I'll take the dry heat in Washington State Desert, can't take the Humidity. You couldn't pay me to live in the South, or the East coast in the summer................


----------



## tylerm713 (Aug 6, 2010)

In the last month and a half, it's hit triple digits every day save one. Highest temperature recorded has been 106*. And there hasn't been any rain to speak of since June. Terrible summer.


----------



## kaneohegirlinaz (Apr 24, 2011)

we're suppose to be in the 90's right now, but it's also been triple digits for I have no idea how long, but I'M OVER IT!!


----------



## kaneohegirlinaz (Apr 24, 2011)

Now, wasn't it the first day of Autumn the other day?

It's a little after 7pm here and it's 91º !

¿caliente?


----------



## durangojo (Jul 30, 2007)

kgirl,

considering that the highs only reached the 40's 10 days ago and the peaks here got 6-8" of the white stuff, i'm pretty happy that it's warmed back up to the 70's...40's at night...beautiful indian summer shaping up here....more brillant each day....my suggestion if time and budget allows is to hop in the car and go see some of the beautiful fall colors and rejuvenate with the cooler temps...it's only an 8 hour drive to durango, which by the way was just voted the best small town to live in in colorado. if you stay in state, there's sedona...breathtaking rock formations or drive up to the white mountains...of course there's alway lake powell and the grand canyon, which are beyond words....just know that fall is definately here so winter is not far beyond....hang in there....cooler temps soon come mon!

joey


----------



## kaneohegirlinaz (Apr 24, 2011)

Cowgirl, we're headed out again! 

This time to the Coast, baby!! 

It's time for the BEACH!!!


----------



## butzy (Jan 8, 2010)

It's 40 here as well....

That's 40 CELSIUS though /img/vbsmilies/smilies/peace.gif

(so that's about 105 oF and that is in the shade!!!)


----------



## durangojo (Jul 30, 2007)

winter storm watch for the san juan mountains (that would be me),as the cold front passes, 90% chance of snow 1 ft or higher.....55 mph winds....i am sooo not ready for this this soon...where are my hat, gloves and skis? yeah all you guys in southern cal can just keep on laughing....at least we know what fleece is? kgirl, panini...you'l be cooler soon, trust me....

joey


----------



## durangojo (Jul 30, 2007)

just came in from making snowballs and throwing them to ms. greta...she loves to jump up and catch them..guess she thinks it's a new kind of ball...a melting kind...32 degrees, windy and snowy...firewood's in and fire is set up to go...but first   it's cocktail time!  gotta beat the heat somehow!!!

joey


----------



## kaneohegirlinaz (Apr 24, 2011)

we just got back from phoenix, OH MY GOSH!!  what do they say, be careful what you wish for?!

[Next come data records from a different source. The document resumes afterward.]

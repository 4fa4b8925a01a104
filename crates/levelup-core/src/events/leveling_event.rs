//! Domain events - emitted when leveling state changes
//!
//! These events are used for:
//! - Announcement publishing (level-ups)
//! - Audit logging
//! - Cache invalidation on configuration changes

use chrono::{DateTime, Utc};
use serde::{Deserialize, Serialize};

use crate::value_objects::Snowflake;

/// All leveling domain events
#[derive(Debug, Clone, Serialize, Deserialize)]
#[serde(tag = "type", rename_all = "SCREAMING_SNAKE_CASE")]
pub enum LevelingEvent {
    XpAwarded(XpAwardedEvent),
    LevelUp(LevelUpEvent),
    ProgressReset(ProgressResetEvent),
    ConfigUpdated(ConfigUpdatedEvent),
    GuildEnabled(GuildEnabledEvent),
    GuildDisabled(GuildDisabledEvent),
    MemberDeactivated(MemberDeactivatedEvent),
}

impl LevelingEvent {
    /// Get the event type name
    pub fn event_type(&self) -> &'static str {
        match self {
            Self::XpAwarded(_) => "XP_AWARDED",
            Self::LevelUp(_) => "LEVEL_UP",
            Self::ProgressReset(_) => "PROGRESS_RESET",
            Self::ConfigUpdated(_) => "CONFIG_UPDATED",
            Self::GuildEnabled(_) => "GUILD_ENABLED",
            Self::GuildDisabled(_) => "GUILD_DISABLED",
            Self::MemberDeactivated(_) => "MEMBER_DEACTIVATED",
        }
    }

    /// Get the timestamp of the event
    pub fn timestamp(&self) -> DateTime<Utc> {
        match self {
            Self::XpAwarded(e) => e.timestamp,
            Self::LevelUp(e) => e.timestamp,
            Self::ProgressReset(e) => e.timestamp,
            Self::ConfigUpdated(e) => e.timestamp,
            Self::GuildEnabled(e) => e.timestamp,
            Self::GuildDisabled(e) => e.timestamp,
            Self::MemberDeactivated(e) => e.timestamp,
        }
    }

    /// Get the guild this event belongs to
    pub fn guild_id(&self) -> Snowflake {
        match self {
            Self::XpAwarded(e) => e.guild_id,
            Self::LevelUp(e) => e.guild_id,
            Self::ProgressReset(e) => e.guild_id,
            Self::ConfigUpdated(e) => e.guild_id,
            Self::GuildEnabled(e) => e.guild_id,
            Self::GuildDisabled(e) => e.guild_id,
            Self::MemberDeactivated(e) => e.guild_id,
        }
    }
}

// ============================================================================
// Event Structs
// ============================================================================

#[derive(Debug, Clone, Serialize, Deserialize)]
pub struct XpAwardedEvent {
    pub guild_id: Snowflake,
    pub user_id: Snowflake,
    pub gain: i64,
    pub total_xp: i64,
    pub level: i64,
    pub timestamp: DateTime<Utc>,
}

#[derive(Debug, Clone, Serialize, Deserialize)]
pub struct LevelUpEvent {
    pub guild_id: Snowflake,
    pub user_id: Snowflake,
    pub level: i64,
    pub timestamp: DateTime<Utc>,
}

#[derive(Debug, Clone, Serialize, Deserialize)]
pub struct ProgressResetEvent {
    pub guild_id: Snowflake,
    pub user_id: Snowflake,
    pub timestamp: DateTime<Utc>,
}

#[derive(Debug, Clone, Serialize, Deserialize)]
pub struct ConfigUpdatedEvent {
    pub guild_id: Snowflake,
    pub timestamp: DateTime<Utc>,
}

#[derive(Debug, Clone, Serialize, Deserialize)]
pub struct GuildEnabledEvent {
    pub guild_id: Snowflake,
    pub timestamp: DateTime<Utc>,
}

#[derive(Debug, Clone, Serialize, Deserialize)]
pub struct GuildDisabledEvent {
    pub guild_id: Snowflake,
    pub timestamp: DateTime<Utc>,
}

#[derive(Debug, Clone, Serialize, Deserialize)]
pub struct MemberDeactivatedEvent {
    pub guild_id: Snowflake,
    pub user_id: Snowflake,
    pub timestamp: DateTime<Utc>,
}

we left it was in the mid 90's, come home and it's mid 50's...

this is how you get sick, yah?


----------



## kaneohegirlinaz (Apr 24, 2011)

HEAH !!!

WAIT A MINUTE HERE !!

Yesterday it was 82⁰

I woke up and

IT’S SNOWING !!!

I mean big flakes and COLD !!!


----------



## durangojo (Jul 30, 2007)

let's see...35mph winds, blowing snow...36 degrees tonight...sound like arizona? some say it's just spring weather.....me, i'm thinking global warming....hmmmm...it's beyond the paper or plastic question doncha think?

joey


----------



## kaneohegirlinaz (Apr 24, 2011)

durangojo said:


> .....me, i'm thinking global warming....hmmmm...it's beyond the paper or plastic question doncha think?
> 
> joey


I was just thinkin' the same thing …


----------



## duckfat (Aug 7, 2008)

The worlds gone crazy. St.Patty's day was 75 in Detroit. Never thought I'd see that!

Dave


----------



## kaneohegirlinaz (Apr 24, 2011)

March 20th, the first day of Spring

We live in sunny Arizona, and it's 75 in Detroit

It’s been snowing here for going on three days!!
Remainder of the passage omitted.